[Dataset entries]
======
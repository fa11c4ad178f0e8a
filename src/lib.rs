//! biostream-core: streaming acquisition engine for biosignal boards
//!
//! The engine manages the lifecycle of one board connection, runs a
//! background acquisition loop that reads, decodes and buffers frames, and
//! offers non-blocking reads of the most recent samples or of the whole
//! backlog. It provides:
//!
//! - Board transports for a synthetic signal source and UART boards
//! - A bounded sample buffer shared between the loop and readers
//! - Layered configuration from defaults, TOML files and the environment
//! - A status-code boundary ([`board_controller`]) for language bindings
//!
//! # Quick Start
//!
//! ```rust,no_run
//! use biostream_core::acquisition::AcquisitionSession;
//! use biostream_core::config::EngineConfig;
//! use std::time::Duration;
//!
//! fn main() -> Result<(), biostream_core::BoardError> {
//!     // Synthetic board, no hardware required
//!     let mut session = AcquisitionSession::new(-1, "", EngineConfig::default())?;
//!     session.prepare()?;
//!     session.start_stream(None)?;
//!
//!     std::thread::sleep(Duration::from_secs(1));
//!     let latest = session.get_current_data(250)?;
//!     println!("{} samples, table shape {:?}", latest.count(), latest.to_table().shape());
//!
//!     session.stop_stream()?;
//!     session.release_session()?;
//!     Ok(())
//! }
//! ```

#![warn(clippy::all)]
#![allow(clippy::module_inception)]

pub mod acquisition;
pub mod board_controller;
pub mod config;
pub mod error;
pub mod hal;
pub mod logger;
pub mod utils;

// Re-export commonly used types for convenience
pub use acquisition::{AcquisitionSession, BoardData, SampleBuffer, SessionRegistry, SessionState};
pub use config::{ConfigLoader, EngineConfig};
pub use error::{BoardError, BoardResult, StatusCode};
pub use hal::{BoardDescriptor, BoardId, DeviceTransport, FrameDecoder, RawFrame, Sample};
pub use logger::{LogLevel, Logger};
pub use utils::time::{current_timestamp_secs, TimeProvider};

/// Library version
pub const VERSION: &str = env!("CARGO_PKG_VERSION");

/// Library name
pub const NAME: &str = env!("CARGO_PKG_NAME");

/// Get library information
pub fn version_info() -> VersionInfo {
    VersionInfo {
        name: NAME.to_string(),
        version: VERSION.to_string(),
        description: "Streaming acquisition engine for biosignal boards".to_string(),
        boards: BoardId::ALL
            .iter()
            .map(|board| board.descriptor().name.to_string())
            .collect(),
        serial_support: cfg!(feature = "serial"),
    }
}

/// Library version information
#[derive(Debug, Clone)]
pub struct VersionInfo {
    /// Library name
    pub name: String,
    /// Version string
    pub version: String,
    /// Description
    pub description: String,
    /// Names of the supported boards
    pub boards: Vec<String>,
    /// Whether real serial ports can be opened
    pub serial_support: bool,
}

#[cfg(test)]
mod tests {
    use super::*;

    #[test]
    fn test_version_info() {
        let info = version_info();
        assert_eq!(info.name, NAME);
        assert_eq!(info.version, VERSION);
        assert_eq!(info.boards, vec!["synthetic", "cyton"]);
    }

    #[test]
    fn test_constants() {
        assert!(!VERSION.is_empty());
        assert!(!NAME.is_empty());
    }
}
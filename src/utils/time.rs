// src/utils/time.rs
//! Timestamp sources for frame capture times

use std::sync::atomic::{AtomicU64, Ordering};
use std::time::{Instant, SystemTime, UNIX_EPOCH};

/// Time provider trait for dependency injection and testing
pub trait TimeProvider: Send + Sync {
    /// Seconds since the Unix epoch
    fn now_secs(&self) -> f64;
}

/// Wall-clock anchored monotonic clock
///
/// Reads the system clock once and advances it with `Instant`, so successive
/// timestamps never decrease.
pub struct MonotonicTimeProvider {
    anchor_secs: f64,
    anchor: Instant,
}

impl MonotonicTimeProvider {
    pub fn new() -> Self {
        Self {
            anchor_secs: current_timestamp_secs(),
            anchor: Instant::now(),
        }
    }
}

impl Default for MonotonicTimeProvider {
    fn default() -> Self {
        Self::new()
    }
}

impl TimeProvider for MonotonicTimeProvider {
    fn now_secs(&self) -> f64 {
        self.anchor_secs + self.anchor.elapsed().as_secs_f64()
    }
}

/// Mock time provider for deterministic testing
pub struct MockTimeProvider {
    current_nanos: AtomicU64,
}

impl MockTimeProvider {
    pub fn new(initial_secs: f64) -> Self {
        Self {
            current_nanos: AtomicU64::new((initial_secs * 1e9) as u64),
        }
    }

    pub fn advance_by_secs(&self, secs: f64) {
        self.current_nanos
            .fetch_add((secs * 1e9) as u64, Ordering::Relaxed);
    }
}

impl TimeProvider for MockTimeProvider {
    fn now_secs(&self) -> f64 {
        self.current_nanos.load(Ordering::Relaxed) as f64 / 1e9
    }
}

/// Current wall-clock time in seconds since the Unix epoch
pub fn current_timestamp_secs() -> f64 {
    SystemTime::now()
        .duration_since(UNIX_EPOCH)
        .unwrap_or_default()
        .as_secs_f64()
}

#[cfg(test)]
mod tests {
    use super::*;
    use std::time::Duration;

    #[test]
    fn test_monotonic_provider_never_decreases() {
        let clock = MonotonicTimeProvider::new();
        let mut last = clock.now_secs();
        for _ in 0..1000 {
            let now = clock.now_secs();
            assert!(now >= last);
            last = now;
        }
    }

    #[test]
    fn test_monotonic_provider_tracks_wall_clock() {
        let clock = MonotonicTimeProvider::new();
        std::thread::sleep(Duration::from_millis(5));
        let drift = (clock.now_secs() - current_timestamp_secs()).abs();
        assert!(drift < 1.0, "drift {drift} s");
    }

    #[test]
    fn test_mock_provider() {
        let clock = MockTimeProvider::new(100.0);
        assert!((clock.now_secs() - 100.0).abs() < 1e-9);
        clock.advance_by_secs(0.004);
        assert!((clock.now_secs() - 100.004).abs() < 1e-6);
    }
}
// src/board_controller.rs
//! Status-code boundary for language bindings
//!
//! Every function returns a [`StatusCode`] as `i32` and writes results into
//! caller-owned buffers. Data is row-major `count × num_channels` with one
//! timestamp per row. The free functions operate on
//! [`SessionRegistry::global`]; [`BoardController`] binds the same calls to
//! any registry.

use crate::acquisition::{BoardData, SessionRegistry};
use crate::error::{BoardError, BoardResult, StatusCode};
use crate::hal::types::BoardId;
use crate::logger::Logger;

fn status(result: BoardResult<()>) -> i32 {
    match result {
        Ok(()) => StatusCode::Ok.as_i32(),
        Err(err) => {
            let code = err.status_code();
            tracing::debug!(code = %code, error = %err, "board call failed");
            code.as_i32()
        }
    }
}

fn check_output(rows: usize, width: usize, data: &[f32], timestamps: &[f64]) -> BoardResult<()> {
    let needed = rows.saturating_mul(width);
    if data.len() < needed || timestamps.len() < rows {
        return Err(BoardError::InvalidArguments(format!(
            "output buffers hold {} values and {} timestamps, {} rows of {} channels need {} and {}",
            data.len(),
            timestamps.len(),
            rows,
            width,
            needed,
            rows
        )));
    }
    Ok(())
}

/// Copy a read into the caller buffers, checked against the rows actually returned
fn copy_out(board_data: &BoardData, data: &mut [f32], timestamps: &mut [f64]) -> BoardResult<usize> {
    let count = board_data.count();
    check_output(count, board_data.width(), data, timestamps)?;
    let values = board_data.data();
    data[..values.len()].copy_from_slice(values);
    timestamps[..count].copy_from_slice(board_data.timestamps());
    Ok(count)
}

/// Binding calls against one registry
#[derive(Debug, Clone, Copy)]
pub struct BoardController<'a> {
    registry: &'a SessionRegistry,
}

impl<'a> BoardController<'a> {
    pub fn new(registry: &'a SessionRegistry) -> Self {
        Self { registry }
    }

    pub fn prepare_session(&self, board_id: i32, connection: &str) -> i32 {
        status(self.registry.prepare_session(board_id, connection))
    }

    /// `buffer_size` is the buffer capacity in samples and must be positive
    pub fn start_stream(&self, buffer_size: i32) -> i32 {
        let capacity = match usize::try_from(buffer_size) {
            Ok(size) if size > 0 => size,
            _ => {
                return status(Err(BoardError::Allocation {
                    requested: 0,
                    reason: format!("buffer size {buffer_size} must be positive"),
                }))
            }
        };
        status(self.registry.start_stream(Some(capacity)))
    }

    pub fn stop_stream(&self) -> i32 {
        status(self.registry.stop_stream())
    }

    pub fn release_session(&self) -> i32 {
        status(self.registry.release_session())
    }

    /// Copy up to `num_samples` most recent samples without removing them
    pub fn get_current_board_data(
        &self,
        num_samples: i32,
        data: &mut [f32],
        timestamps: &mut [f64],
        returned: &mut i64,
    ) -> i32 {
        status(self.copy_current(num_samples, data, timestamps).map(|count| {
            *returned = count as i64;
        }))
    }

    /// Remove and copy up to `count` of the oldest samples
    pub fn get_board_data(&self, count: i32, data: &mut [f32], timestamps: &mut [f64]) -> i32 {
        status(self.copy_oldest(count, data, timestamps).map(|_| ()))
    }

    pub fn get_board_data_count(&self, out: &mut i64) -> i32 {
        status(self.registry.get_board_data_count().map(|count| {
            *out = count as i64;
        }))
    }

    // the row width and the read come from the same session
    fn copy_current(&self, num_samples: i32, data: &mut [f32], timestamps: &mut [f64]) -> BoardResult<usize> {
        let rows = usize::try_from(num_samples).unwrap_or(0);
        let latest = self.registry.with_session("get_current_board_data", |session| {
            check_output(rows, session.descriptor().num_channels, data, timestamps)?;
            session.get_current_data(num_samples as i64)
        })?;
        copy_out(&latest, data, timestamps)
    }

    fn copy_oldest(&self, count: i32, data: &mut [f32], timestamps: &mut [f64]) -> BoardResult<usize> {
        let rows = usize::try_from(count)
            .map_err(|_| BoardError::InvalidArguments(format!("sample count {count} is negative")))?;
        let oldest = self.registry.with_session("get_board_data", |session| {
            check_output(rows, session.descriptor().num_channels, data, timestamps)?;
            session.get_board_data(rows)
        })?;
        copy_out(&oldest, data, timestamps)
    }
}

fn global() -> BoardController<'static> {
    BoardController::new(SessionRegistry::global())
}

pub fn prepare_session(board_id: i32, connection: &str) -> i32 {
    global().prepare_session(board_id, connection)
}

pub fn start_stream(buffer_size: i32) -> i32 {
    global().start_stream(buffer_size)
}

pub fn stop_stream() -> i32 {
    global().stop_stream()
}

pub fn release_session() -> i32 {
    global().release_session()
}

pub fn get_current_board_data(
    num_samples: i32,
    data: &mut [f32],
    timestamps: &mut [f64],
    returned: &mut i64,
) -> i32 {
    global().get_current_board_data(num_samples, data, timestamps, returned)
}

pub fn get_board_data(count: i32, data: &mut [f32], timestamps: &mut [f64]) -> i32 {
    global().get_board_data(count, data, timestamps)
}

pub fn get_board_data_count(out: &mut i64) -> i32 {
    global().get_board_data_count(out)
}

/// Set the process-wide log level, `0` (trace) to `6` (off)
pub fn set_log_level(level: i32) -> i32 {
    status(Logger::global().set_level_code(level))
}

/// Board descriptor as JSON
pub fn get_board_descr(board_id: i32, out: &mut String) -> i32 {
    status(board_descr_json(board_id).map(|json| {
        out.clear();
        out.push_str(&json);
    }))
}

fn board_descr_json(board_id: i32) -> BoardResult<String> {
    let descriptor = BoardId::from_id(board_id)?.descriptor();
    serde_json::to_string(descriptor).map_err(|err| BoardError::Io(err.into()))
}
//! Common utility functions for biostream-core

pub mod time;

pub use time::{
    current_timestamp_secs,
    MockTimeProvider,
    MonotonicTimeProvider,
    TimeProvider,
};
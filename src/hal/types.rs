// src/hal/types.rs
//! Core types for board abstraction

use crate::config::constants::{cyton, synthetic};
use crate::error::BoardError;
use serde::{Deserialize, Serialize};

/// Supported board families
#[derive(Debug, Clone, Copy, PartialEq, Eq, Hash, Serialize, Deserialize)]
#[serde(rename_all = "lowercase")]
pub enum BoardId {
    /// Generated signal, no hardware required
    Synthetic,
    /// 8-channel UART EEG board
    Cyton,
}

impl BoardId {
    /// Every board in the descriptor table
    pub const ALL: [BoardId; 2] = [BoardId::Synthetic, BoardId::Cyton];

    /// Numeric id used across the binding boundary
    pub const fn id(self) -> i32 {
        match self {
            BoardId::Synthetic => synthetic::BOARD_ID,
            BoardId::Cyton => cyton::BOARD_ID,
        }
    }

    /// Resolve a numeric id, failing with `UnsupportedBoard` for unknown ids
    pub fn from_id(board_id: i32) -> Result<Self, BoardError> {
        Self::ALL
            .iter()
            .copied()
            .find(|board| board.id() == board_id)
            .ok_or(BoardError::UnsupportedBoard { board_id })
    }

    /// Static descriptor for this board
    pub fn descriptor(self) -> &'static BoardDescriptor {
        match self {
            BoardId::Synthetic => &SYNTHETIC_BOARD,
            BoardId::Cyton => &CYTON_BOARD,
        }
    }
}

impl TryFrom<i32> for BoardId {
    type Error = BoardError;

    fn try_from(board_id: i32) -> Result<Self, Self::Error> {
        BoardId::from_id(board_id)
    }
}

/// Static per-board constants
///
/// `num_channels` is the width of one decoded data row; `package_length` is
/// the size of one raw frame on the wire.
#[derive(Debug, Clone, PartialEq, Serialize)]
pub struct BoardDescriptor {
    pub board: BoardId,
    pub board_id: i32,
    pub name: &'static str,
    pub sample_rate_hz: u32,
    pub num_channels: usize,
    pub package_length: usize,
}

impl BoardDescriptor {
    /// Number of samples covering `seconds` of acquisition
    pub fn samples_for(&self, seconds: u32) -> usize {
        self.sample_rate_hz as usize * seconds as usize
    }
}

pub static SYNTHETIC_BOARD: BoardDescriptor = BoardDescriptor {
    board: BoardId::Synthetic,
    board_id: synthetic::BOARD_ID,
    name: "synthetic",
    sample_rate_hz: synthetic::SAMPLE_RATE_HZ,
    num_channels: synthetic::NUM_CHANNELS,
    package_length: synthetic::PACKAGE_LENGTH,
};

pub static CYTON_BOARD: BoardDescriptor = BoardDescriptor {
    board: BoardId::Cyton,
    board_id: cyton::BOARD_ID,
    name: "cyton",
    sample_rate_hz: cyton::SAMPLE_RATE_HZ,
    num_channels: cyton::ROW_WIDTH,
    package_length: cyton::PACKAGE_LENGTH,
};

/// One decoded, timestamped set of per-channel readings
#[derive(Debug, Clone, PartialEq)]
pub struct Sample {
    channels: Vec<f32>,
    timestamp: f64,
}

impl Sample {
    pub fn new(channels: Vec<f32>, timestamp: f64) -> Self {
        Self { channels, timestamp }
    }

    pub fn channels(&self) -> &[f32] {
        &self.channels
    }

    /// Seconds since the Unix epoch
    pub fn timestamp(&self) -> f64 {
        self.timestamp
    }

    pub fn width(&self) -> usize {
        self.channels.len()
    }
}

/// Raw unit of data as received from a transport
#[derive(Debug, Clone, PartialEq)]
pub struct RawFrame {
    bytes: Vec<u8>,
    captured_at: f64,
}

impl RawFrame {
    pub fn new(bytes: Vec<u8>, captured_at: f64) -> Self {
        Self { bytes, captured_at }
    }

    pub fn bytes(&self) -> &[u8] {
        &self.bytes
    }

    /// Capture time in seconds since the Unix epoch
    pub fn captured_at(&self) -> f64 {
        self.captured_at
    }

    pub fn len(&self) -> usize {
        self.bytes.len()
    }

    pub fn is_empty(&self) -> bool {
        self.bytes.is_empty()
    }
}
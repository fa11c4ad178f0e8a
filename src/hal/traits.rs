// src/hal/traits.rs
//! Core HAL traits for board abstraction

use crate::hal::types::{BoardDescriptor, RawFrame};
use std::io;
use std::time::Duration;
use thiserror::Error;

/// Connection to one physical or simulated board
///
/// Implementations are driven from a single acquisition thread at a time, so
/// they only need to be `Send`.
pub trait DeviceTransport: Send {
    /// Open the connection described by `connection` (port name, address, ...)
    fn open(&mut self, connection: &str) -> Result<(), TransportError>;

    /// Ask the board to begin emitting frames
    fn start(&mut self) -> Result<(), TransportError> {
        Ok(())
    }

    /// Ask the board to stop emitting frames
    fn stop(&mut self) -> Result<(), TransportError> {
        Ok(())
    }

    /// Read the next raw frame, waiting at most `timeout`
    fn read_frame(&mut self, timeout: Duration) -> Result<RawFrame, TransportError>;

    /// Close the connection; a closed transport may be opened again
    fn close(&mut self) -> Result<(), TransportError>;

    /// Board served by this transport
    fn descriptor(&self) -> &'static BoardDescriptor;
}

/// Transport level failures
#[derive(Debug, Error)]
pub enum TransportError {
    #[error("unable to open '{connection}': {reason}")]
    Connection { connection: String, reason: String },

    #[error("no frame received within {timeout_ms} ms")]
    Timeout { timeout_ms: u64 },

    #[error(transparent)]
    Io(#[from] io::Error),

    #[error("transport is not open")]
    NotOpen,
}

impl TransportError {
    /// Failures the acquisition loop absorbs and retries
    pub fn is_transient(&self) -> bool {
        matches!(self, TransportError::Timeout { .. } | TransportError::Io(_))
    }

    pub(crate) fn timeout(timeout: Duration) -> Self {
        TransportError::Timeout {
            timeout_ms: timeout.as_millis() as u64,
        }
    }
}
======
- YOUR TASK
The word "StatusCode" may occur in lines of the data above; say how many lines hold it, giving only the number.

- FINISHED EXERCISE
4